## WHAT TO WORK ON
Scan the lines below for the string "webm". Reply with how many match, and no other words.

[Stored data entries]
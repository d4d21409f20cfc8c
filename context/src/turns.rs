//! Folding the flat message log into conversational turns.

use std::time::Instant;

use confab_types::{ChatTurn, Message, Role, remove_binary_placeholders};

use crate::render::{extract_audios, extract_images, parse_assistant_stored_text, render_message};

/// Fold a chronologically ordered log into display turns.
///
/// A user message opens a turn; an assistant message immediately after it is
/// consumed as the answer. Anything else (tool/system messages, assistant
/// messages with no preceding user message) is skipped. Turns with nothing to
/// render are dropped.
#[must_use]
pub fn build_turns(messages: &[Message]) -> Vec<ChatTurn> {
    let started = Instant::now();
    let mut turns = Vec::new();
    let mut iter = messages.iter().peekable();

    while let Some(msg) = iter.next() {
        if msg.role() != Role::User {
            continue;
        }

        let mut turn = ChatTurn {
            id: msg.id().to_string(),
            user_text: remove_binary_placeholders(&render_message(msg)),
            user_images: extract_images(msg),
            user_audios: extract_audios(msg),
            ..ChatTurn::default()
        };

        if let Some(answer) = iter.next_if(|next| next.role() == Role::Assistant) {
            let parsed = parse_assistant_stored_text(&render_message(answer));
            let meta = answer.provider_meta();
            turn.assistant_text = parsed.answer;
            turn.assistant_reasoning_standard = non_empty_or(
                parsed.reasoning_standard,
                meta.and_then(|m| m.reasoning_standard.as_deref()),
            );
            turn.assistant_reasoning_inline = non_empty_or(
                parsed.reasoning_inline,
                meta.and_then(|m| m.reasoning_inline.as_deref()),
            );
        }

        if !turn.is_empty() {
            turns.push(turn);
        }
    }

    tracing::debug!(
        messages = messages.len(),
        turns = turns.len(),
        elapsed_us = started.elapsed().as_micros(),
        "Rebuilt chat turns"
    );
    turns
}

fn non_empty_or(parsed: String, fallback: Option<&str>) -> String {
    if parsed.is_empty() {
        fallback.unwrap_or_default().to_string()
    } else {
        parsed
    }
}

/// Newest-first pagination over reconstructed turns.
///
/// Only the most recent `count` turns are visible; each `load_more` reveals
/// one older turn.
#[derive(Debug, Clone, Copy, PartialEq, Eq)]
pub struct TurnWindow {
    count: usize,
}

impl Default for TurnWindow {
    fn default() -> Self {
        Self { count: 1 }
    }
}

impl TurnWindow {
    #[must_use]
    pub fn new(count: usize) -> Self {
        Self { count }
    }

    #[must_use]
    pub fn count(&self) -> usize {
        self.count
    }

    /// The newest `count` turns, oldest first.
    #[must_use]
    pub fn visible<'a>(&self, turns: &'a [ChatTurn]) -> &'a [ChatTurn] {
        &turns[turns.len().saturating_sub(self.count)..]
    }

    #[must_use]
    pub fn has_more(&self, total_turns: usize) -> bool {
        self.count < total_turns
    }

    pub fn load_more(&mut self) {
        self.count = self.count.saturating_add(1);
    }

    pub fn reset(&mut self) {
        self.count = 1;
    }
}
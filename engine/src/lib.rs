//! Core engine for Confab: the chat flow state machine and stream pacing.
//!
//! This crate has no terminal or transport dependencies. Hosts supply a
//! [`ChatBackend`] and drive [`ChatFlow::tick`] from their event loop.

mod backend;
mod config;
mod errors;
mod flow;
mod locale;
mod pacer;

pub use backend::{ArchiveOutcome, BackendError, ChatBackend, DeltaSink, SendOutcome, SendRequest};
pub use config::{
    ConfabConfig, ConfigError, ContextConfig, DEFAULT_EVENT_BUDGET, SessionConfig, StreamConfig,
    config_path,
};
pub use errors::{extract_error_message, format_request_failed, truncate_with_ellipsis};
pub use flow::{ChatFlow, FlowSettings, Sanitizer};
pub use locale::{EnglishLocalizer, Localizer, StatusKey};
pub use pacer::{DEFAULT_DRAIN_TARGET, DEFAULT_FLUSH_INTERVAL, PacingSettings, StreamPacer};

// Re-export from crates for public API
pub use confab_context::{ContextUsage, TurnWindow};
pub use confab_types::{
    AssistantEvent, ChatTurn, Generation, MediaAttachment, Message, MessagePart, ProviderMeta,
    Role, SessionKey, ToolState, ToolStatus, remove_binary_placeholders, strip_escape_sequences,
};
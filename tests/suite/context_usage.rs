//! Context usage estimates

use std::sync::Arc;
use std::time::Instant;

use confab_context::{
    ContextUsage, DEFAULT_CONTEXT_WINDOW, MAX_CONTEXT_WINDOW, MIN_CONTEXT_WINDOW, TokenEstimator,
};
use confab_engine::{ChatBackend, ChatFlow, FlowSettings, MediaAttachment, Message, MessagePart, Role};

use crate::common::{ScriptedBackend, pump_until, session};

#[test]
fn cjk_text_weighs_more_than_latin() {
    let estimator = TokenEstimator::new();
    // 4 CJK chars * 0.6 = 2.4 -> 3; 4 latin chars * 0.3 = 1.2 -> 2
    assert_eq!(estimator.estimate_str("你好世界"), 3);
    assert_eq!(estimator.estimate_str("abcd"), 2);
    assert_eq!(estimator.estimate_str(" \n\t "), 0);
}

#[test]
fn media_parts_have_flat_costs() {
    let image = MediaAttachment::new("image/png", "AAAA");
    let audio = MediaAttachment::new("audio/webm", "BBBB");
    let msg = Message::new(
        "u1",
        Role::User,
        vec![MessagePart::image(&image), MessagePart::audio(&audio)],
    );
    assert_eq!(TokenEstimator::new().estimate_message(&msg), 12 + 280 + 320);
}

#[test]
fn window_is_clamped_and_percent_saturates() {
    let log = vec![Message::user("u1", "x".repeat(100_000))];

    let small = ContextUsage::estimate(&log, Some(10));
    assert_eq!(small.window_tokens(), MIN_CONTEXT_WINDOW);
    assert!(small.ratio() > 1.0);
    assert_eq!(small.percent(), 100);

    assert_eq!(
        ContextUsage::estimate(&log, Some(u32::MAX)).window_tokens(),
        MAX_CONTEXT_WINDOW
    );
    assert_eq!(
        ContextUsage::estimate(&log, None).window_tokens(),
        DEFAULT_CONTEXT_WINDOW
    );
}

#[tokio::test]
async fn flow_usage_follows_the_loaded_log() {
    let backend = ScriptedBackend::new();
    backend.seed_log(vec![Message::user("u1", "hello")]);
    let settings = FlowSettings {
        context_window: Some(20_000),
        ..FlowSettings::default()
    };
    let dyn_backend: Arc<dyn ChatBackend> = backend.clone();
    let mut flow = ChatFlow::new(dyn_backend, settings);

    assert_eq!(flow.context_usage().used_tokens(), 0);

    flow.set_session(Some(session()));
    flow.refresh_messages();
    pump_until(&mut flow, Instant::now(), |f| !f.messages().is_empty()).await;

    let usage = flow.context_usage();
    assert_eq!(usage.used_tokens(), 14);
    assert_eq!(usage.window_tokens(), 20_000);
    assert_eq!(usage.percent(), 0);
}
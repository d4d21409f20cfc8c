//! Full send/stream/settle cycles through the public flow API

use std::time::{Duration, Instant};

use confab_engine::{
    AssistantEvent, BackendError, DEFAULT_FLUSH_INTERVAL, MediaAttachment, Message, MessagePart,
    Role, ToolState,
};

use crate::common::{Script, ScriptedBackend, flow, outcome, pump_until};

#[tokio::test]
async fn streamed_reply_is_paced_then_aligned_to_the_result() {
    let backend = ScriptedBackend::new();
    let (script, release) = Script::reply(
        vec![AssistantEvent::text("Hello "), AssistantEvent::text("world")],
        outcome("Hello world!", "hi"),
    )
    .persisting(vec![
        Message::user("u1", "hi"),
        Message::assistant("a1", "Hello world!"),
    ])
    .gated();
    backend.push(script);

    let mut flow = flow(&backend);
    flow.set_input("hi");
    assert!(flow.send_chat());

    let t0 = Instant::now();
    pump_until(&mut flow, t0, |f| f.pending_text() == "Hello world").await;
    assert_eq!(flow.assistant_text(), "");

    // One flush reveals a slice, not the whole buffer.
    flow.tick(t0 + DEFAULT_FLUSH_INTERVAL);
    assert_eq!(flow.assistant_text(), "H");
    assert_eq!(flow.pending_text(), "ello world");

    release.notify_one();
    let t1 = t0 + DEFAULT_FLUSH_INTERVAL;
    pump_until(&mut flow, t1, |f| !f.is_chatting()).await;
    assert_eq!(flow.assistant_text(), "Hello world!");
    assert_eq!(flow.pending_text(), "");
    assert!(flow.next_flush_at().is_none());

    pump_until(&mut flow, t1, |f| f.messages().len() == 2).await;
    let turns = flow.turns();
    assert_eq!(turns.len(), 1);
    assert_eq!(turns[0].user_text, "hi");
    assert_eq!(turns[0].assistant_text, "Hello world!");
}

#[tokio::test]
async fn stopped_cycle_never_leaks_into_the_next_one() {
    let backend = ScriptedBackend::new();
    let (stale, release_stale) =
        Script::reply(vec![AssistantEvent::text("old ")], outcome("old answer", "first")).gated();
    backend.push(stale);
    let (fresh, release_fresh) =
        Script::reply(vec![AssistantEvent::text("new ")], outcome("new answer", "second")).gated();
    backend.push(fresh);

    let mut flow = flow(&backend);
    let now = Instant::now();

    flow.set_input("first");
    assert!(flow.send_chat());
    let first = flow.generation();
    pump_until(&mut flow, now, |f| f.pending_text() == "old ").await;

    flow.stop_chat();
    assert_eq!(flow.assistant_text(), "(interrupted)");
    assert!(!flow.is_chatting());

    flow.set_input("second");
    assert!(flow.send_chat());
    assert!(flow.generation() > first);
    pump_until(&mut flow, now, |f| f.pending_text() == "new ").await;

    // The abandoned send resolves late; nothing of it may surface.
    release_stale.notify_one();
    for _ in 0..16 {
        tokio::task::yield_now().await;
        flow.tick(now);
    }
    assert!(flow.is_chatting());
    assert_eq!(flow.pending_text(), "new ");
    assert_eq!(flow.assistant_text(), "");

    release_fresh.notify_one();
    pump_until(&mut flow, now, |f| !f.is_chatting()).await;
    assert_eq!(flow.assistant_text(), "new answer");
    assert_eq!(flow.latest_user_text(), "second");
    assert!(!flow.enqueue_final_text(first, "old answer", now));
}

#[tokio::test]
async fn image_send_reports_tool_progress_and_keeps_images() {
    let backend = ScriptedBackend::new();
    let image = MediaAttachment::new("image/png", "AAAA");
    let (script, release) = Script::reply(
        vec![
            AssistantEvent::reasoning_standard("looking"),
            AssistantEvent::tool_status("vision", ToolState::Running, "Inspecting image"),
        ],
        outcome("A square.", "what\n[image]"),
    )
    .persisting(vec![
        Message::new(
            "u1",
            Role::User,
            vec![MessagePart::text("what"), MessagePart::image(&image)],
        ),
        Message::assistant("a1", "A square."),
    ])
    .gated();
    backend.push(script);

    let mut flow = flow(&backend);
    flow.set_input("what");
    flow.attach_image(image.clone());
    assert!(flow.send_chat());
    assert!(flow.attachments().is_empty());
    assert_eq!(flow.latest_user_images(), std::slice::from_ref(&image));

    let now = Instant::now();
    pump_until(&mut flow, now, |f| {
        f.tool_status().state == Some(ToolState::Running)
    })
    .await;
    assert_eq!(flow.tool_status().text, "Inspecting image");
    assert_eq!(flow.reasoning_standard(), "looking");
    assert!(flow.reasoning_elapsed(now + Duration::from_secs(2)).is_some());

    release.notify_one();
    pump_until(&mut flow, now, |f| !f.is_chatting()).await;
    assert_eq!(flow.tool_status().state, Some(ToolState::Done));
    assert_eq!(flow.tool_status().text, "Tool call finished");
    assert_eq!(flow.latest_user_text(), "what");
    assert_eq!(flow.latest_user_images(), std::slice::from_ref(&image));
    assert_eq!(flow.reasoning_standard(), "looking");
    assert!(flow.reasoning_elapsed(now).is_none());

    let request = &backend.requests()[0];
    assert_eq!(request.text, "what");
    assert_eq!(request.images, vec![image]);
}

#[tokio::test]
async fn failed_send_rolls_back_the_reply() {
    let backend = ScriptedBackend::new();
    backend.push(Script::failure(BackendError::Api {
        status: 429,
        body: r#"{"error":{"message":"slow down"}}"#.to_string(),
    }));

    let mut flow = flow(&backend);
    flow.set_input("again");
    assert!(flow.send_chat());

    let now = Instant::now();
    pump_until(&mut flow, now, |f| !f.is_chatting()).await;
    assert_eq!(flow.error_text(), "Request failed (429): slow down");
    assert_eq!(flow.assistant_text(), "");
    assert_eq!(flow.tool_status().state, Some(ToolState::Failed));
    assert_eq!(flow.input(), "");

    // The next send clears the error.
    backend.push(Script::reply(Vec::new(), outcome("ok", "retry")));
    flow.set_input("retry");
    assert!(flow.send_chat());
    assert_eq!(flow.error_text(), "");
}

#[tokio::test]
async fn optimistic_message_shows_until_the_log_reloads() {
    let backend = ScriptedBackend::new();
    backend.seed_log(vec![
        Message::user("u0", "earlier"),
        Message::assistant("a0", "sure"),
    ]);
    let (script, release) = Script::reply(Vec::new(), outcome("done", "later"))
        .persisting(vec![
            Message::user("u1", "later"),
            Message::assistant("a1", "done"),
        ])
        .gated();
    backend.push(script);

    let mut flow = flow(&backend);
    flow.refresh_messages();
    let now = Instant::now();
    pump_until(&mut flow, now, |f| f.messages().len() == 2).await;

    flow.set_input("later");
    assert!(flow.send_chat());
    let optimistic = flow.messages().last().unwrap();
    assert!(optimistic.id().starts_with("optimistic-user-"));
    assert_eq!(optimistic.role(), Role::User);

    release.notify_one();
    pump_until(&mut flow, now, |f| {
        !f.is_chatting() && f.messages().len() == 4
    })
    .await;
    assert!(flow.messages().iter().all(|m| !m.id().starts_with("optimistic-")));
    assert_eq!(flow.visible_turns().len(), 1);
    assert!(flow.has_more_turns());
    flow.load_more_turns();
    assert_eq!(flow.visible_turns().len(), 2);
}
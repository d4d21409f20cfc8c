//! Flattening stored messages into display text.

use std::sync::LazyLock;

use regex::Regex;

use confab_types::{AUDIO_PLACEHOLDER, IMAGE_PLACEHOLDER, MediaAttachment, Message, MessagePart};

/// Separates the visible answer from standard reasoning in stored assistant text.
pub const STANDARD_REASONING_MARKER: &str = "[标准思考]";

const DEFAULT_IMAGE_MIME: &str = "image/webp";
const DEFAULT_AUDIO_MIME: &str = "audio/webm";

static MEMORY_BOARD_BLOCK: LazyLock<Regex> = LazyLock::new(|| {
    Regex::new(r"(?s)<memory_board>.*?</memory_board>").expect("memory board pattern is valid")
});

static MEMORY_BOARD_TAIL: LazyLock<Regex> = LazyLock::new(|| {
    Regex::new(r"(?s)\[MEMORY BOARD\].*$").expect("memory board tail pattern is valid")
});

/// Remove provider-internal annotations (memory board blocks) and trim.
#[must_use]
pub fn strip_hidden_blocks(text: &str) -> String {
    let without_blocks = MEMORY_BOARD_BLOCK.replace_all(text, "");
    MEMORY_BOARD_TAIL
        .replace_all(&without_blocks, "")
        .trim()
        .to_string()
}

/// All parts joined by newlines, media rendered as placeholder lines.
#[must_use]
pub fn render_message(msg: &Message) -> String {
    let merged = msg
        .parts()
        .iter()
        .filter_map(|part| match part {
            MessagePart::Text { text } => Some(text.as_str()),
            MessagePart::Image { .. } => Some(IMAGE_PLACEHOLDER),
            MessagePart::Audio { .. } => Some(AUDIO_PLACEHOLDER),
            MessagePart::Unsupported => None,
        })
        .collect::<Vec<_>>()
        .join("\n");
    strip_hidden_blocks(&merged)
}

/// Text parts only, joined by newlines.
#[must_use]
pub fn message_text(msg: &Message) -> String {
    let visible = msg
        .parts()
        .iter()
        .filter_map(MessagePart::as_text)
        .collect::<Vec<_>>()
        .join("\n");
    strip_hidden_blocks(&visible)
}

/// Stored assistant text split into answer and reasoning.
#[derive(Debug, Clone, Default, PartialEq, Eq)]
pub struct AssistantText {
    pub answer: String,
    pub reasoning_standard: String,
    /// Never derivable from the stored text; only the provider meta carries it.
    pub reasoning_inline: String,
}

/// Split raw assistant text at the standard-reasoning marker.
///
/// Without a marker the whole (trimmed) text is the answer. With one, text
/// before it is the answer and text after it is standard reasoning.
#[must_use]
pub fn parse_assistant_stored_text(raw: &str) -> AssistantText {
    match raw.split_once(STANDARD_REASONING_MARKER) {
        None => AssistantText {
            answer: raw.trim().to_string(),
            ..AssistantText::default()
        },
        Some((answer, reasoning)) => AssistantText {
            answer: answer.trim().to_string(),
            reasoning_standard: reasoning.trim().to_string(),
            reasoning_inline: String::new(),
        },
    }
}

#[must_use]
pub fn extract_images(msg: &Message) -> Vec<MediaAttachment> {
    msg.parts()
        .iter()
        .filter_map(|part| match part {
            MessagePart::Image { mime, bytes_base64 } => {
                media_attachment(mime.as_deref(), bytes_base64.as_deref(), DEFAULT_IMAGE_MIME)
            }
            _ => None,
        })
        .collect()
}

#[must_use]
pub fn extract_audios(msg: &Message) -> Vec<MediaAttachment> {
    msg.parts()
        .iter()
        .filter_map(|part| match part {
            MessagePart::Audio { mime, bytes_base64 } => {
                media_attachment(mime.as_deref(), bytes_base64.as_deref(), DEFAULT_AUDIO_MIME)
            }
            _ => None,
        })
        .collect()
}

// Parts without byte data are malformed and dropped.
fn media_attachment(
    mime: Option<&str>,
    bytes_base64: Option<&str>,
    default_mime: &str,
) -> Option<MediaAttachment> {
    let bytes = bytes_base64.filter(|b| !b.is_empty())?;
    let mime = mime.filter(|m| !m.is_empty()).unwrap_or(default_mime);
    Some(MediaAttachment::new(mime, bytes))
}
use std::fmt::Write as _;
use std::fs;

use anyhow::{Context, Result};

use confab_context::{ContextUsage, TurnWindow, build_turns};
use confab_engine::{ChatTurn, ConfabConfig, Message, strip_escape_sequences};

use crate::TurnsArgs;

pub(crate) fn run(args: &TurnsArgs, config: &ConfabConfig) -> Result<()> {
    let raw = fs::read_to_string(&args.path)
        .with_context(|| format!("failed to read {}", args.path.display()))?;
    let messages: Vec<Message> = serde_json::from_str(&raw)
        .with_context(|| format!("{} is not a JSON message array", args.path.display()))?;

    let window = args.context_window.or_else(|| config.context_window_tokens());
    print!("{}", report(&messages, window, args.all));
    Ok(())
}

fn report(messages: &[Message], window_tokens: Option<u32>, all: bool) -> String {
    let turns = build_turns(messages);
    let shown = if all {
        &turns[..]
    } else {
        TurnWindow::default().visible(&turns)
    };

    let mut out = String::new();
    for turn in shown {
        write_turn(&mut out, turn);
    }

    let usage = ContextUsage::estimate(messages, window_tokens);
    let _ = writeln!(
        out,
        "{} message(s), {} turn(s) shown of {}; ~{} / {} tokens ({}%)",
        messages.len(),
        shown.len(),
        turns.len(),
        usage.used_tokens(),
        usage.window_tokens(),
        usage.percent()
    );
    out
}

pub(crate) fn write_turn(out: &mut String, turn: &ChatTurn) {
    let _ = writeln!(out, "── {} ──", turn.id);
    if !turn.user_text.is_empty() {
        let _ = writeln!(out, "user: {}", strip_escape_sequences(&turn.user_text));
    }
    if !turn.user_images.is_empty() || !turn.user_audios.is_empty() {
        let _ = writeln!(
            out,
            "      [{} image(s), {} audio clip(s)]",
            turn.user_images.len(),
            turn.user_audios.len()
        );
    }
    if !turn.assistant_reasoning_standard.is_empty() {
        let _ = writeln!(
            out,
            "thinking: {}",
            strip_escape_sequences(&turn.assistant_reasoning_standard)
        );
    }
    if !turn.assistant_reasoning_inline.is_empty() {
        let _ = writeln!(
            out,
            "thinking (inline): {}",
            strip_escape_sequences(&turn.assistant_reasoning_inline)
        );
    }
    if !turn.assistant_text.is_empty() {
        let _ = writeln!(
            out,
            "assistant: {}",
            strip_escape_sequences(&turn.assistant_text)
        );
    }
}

## EXERCISE OUTPUT
2